──────── Data

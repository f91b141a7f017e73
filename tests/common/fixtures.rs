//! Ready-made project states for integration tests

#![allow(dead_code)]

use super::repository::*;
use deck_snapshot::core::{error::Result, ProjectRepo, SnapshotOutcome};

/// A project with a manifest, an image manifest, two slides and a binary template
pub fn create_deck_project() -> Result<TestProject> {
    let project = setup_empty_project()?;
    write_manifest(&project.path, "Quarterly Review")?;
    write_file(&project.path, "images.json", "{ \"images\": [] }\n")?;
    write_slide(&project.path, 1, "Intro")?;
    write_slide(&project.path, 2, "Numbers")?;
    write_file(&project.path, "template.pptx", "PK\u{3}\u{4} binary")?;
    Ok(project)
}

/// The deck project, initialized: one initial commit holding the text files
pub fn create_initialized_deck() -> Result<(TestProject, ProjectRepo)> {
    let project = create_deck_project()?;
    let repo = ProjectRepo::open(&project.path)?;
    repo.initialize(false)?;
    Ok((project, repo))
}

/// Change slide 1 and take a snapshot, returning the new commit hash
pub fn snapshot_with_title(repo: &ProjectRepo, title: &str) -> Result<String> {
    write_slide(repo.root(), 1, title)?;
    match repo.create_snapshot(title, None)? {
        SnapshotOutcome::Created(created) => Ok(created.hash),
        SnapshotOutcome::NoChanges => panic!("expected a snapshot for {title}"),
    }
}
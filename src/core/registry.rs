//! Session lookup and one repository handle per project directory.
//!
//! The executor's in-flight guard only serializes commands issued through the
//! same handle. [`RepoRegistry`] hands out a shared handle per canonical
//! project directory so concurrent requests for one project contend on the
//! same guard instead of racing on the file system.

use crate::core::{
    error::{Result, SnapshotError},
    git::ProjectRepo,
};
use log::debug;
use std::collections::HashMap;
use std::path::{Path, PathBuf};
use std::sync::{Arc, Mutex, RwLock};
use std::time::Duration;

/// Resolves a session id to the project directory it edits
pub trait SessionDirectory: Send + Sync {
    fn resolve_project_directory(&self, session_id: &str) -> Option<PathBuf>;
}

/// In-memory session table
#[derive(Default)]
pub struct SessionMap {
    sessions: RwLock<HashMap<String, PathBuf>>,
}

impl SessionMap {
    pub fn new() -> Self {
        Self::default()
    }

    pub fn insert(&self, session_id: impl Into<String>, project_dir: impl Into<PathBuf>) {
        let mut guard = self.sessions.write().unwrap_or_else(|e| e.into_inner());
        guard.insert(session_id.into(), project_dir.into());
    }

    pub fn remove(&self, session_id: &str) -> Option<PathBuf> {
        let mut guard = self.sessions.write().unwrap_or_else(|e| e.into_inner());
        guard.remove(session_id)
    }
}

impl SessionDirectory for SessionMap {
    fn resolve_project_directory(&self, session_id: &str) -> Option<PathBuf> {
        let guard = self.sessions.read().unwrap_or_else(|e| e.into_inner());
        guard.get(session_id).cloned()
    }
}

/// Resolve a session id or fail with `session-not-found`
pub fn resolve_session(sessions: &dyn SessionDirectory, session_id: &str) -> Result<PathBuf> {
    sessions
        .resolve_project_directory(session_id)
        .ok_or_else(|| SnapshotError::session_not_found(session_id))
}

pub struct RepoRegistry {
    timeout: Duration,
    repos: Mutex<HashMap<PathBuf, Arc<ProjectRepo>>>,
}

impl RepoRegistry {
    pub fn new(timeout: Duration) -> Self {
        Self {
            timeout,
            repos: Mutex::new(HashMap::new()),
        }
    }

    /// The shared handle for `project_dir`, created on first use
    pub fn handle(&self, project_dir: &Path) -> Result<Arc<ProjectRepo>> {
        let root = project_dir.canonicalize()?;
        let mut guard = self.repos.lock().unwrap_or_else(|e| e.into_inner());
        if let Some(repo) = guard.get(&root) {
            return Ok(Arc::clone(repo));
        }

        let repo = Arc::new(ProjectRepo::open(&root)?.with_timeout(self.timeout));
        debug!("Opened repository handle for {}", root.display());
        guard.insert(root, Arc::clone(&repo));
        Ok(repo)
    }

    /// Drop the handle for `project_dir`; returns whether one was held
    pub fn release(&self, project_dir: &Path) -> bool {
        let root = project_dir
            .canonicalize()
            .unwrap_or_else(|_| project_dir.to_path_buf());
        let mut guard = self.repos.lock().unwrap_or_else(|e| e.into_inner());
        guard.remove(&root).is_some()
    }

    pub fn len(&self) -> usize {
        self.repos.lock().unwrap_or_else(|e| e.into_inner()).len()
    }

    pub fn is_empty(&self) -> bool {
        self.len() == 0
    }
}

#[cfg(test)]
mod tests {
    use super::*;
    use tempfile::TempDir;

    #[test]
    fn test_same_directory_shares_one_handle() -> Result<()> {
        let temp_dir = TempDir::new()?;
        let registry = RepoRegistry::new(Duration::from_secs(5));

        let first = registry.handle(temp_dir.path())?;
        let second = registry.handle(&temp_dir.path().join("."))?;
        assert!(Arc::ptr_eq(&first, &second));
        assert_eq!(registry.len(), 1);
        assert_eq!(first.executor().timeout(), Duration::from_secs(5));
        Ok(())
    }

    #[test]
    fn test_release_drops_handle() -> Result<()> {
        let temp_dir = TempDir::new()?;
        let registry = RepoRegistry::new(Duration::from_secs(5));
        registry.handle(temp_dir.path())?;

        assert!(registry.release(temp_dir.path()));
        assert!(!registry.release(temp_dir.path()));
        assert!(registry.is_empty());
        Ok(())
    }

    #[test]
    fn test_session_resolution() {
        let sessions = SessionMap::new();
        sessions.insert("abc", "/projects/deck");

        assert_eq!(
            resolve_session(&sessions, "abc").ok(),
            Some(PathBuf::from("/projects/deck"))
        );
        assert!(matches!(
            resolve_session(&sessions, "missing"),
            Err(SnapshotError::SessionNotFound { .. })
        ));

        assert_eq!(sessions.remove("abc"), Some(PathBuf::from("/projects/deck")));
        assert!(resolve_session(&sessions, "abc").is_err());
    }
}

────────────────

__What the task requires__
Begin with the first line of the records and reproduce each line as is, ending with the line that holds "a binary template".

__The completed task__
repository f91b141a7f017e73
filename tests/common/fixtures.rs
//! Ready-made project states for integration tests

#![allow(dead_code)]

use super::repository::*;
use deck_snapshot::core::{error::Result, ProjectRepo, SnapshotOutcome};

/// A project with a manifest, an image manifest, two slides and a binary template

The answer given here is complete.